======== ENTRIES SHOWN

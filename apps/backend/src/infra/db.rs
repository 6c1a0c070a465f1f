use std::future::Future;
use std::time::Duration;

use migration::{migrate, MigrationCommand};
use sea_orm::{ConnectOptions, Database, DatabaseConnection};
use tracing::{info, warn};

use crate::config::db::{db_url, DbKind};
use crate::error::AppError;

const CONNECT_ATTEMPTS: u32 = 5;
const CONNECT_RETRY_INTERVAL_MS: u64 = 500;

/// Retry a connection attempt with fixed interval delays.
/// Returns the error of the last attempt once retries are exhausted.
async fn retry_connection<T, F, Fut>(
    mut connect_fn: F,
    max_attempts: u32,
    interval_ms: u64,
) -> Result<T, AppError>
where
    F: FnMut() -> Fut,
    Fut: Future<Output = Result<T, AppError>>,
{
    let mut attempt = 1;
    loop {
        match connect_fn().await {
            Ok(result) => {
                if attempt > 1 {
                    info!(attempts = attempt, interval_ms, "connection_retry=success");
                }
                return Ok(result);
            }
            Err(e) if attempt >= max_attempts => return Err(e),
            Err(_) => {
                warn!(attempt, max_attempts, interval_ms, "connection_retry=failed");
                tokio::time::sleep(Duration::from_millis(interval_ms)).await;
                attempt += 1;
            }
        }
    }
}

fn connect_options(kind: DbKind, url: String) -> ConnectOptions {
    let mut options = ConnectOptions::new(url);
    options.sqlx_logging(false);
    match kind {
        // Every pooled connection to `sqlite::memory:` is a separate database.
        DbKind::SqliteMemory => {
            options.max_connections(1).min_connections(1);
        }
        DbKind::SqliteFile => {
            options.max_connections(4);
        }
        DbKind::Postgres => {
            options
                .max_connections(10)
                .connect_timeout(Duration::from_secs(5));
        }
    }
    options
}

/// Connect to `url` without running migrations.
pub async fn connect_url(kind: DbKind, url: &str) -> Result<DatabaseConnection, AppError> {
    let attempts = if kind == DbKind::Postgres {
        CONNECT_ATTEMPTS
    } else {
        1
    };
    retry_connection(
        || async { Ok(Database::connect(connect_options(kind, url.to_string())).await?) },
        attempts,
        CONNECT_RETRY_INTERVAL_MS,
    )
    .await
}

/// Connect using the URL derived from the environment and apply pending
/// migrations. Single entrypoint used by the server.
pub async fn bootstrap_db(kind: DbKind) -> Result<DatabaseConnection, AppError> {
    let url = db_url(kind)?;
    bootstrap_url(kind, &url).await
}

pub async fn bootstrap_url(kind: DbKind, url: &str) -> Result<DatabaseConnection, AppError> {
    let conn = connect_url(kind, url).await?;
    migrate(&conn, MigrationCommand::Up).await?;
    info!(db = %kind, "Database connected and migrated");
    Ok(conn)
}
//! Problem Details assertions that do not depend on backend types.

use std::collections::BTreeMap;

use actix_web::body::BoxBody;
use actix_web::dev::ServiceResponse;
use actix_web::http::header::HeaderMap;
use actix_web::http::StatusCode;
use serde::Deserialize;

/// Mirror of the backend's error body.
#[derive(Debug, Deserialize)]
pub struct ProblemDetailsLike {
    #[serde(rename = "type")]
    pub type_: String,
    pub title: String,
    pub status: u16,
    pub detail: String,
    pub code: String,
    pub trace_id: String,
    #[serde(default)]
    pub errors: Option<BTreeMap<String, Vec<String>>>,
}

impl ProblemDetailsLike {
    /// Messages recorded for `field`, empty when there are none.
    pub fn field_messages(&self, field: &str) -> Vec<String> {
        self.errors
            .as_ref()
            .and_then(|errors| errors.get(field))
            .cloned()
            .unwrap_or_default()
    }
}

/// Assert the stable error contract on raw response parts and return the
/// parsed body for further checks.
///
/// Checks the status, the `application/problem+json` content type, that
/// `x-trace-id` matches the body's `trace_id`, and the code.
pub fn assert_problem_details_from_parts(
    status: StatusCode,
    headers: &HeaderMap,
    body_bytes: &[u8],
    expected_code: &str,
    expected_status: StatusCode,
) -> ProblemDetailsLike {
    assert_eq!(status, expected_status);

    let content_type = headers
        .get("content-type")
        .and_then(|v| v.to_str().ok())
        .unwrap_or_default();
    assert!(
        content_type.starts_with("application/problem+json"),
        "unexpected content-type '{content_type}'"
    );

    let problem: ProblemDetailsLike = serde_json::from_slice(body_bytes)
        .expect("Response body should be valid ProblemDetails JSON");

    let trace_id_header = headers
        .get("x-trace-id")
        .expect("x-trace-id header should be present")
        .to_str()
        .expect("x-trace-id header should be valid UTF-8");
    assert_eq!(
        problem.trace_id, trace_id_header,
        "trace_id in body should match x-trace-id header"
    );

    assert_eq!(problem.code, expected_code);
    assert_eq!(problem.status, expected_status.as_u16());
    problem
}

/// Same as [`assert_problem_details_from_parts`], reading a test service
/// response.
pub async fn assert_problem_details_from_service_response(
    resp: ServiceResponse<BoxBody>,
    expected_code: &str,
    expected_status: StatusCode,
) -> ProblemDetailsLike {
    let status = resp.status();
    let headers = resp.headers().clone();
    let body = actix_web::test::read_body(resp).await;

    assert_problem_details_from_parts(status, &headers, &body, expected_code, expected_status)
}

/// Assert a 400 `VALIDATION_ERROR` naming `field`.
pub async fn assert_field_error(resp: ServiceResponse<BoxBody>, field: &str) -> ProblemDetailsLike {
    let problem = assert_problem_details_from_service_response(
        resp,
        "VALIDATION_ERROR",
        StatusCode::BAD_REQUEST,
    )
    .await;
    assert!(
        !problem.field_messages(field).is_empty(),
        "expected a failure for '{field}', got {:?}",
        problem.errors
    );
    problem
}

================

§ WHAT IS REQUIRED: Find every line of the data that includes the string "field". Copy each of those lines.

§ TASK ANSWER:
    /// Messages recorded for `field`, empty when there are none.
    pub fn field_messages(&self, field: &str) -> Vec<String> {
            .and_then(|errors| errors.get(field))
/// Assert a 400 `VALIDATION_ERROR` naming `field`.
pub async fn assert_field_error(resp: ServiceResponse<BoxBody>, field: &str) -> ProblemDetailsLike {
        !problem.field_messages(field).is_empty(),
        "expected a failure for '{field}', got {:?}",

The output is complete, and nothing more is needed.